Neo-Bartalism


By Eitan Bartal with Yoni Amit

Hansen Center for Media and Technology, Jerusalem, Curator

04/05/2017 — 19/05/2017

“Neo-Batalism” Exhibition, by Eitan Bartal, in collaboration with Yoni Amit, integrates techniques of new media – surveillance technologies, robotics, image processing and machine learning – with videos and physical objects produced with low-tech technologies. This is in many ways a nihilistic exhibition, but poetic and full of humor. It deals defiantly with mechanisms of control and propaganda, capitalism, feminism, religion, Israeli culture’s stereotypes and with the Arab-Israeli conflict. It presents clichés and at the same time ridicules and deconstructs them to a level that is empty of content. It is at once political and a-political, concrete and abstract, deals with global issues and touches on the most delicate facets of social and political reality in Israel.
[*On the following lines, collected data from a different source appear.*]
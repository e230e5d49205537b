// ABOUTME: Response composer that turns a conversation window into a model request.
// ABOUTME: Chat mode sends structured messages; generate mode sends a flat transcript.

use crate::error::{BrainError, Result};
use crate::llm::{ChatMessage, LlmBackend};
use crate::message::{ConversationMessage, ConversationWindow};
use serde::{Deserialize, Serialize};
use std::sync::Arc;
use tracing::{debug, error};

/// Posted in place of a reply whenever the backend fails.
pub const APOLOGY: &str = "Sorry, I encountered an error processing your request.";

/// Style and formatting directives for conversational replies.
pub const REPLY_INSTRUCTION: &str = "Respond in a conversational, human voice, with a neutral tone. \
Use short sentences and simple words. Avoid academic language, transition phrases, and corporate jargon. \
Make it sound like someone talking to a friend in simple terms. Keep the key points but strip away any unnecessary words. \
Use Slack formatting: *bold* for emphasis, _italic_ for subtle emphasis, `code` for code, \
```code block``` for multiple lines of code, and • for bullet points. Do not use markdown formatting.";

/// Replaces [`REPLY_INSTRUCTION`] when summarizing a thread.
pub const SUMMARY_INSTRUCTION: &str = "Provide a concise summary of the conversation thread above. \
Focus on the key points and main ideas. Keep it brief but informative and use • bullet points for clarity. \
Use Slack formatting: *bold* for emphasis and `code` for code. Do not use markdown formatting.";

/// Heading placed above every posted summary.
pub const SUMMARY_HEADING: &str = ":memo: *Thread summary*";

/// Prompt assembly strategy, fixed for the process lifetime.
#[derive(Debug, Clone, Copy, PartialEq, Eq, Default, Serialize, Deserialize)]
#[serde(rename_all = "lowercase")]
pub enum ResponseMode {
    /// Structured role/content list to a chat completion.
    Chat,
    /// Flattened authored transcript to a free-form completion.
    #[default]
    Generate,
}

/// Which instruction accompanies the conversation.
#[derive(Debug, Clone, Copy, PartialEq, Eq)]
pub enum Prompt {
    Reply,
    Summary,
}

impl Prompt {
    pub fn instruction(self) -> &'static str {
        match self {
            Prompt::Reply => REPLY_INSTRUCTION,
            Prompt::Summary => SUMMARY_INSTRUCTION,
        }
    }
}

/// The request shape handed to the backend.
#[derive(Debug, Clone, PartialEq, Eq)]
pub enum LlmRequest {
    Chat(Vec<ChatMessage>),
    Generate(String),
}

pub struct ResponseComposer {
    llm: Arc<dyn LlmBackend>,
    mode: ResponseMode,
}

impl ResponseComposer {
    pub fn new(llm: Arc<dyn LlmBackend>, mode: ResponseMode) -> Self {
        Self { llm, mode }
    }

    pub fn mode(&self) -> ResponseMode {
        self.mode
    }

    /// Assemble the backend request for `window` followed by `new_message`.
    pub fn build_request(
        &self,
        window: &ConversationWindow,
        new_message: Option<&ConversationMessage>,
        prompt: Prompt,
    ) -> LlmRequest {
        let conversation = window.iter().chain(new_message);
        match self.mode {
            ResponseMode::Chat => {
                let mut messages = Vec::with_capacity(window.len() + 2);
                messages.push(ChatMessage::system(prompt.instruction()));
                messages.extend(conversation.map(ChatMessage::from));
                LlmRequest::Chat(messages)
            }
            ResponseMode::Generate => {
                let mut transcript = String::new();
                for msg in conversation {
                    transcript.push_str(&msg.transcript_line());
                    transcript.push('\n');
                }
                transcript.push_str(prompt.instruction());
                LlmRequest::Generate(transcript)
            }
        }
    }

    /// Obtain a reply, surfacing backend failures.
    pub async fn try_compose(
        &self,
        window: &ConversationWindow,
        new_message: &ConversationMessage,
    ) -> Result<String> {
        let request = self.build_request(window, Some(new_message), Prompt::Reply);
        self.complete(request).await
    }

    /// Obtain a reply; any backend failure becomes [`APOLOGY`].
    pub async fn compose(
        &self,
        window: &ConversationWindow,
        new_message: &ConversationMessage,
    ) -> String {
        match self.try_compose(window, new_message).await {
            Ok(reply) => reply,
            Err(e) => {
                error!(error = %e, mode = ?self.mode, "Failed to compose reply");
                APOLOGY.to_string()
            }
        }
    }

    /// Summarize `window` under [`SUMMARY_HEADING`]; failure becomes [`APOLOGY`].
    pub async fn summarize(&self, window: &ConversationWindow) -> String {
        let request = self.build_request(window, None, Prompt::Summary);
        match self.complete(request).await {
            Ok(summary) => format!("{}\n\n{}", SUMMARY_HEADING, summary),
            Err(e) => {
                error!(error = %e, mode = ?self.mode, "Failed to compose summary");
                APOLOGY.to_string()
            }
        }
    }

    async fn complete(&self, request: LlmRequest) -> Result<String> {
        let reply = match request {
            LlmRequest::Chat(messages) => {
                debug!(messages = messages.len(), "Requesting chat completion");
                self.llm.chat(&messages).await?
            }
            LlmRequest::Generate(prompt) => {
                debug!(prompt_len = prompt.len(), "Requesting generation");
                self.llm.generate(&prompt).await?
            }
        };

        let reply = reply.trim();
        if reply.is_empty() {
            return Err(BrainError::Llm("empty completion".to_string()));
        }
        Ok(reply.to_string())
    }
}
The exhibition cages violence that is camouflaged in a cloak of playfulness and humor. The feeling of violence is present at all levels: both in the context of the exhibits themselves, and towards visitors to the exhibition. The works on display deal with mechanisms of cultural coercion and regimentation, and with methods of enforcing power and propaganda; Actions involving disruption of movement, surveillance, fire, shooting and obstruction are represented or actually take place in the gallery spaces, and give rise to a surprising world of many contrasts. Despite the restraint radiated by the works presented here, they exist in the range from contempt and shame to heroic and full of pathos, while sliding towards the pathetic, the banal and the absurd.

The works exhibited gran visibility to the existence of hidden technologies whose presence is not felt. These are technologies that are widely used with the aim of trapping the subject in every aspect of his existence: his consciousness, by means of propaganda and publicity, and his body by monitoring his movements and disrupting them with the help of surveillance technologies and hidden automation systems. These technologies become evident in the gallery spaces exposing the mechanism to a fully absurd extent. They are clumsy, (apparently) sloppy in design and visibly present in the space.

The cyclical movement becomes dominant in the exhibition, and it is this that drives the events within it: this is meditative movement that huddles into itself and sustains different disruption devices – textual, spatial and cultural. Although this is a dynamic exhibition that changes its appearance depending on the actions within, almost nothing in it changes over time. The acts that take place, both in the gallery itself and in the virtual spaces it presents, circle round themselves with Sisyphic cyclicity, and represent existential despair at the lack of a way out; but at the same time they can be seen as a proposal for a more optimistic view by means of a renewed observation of reality.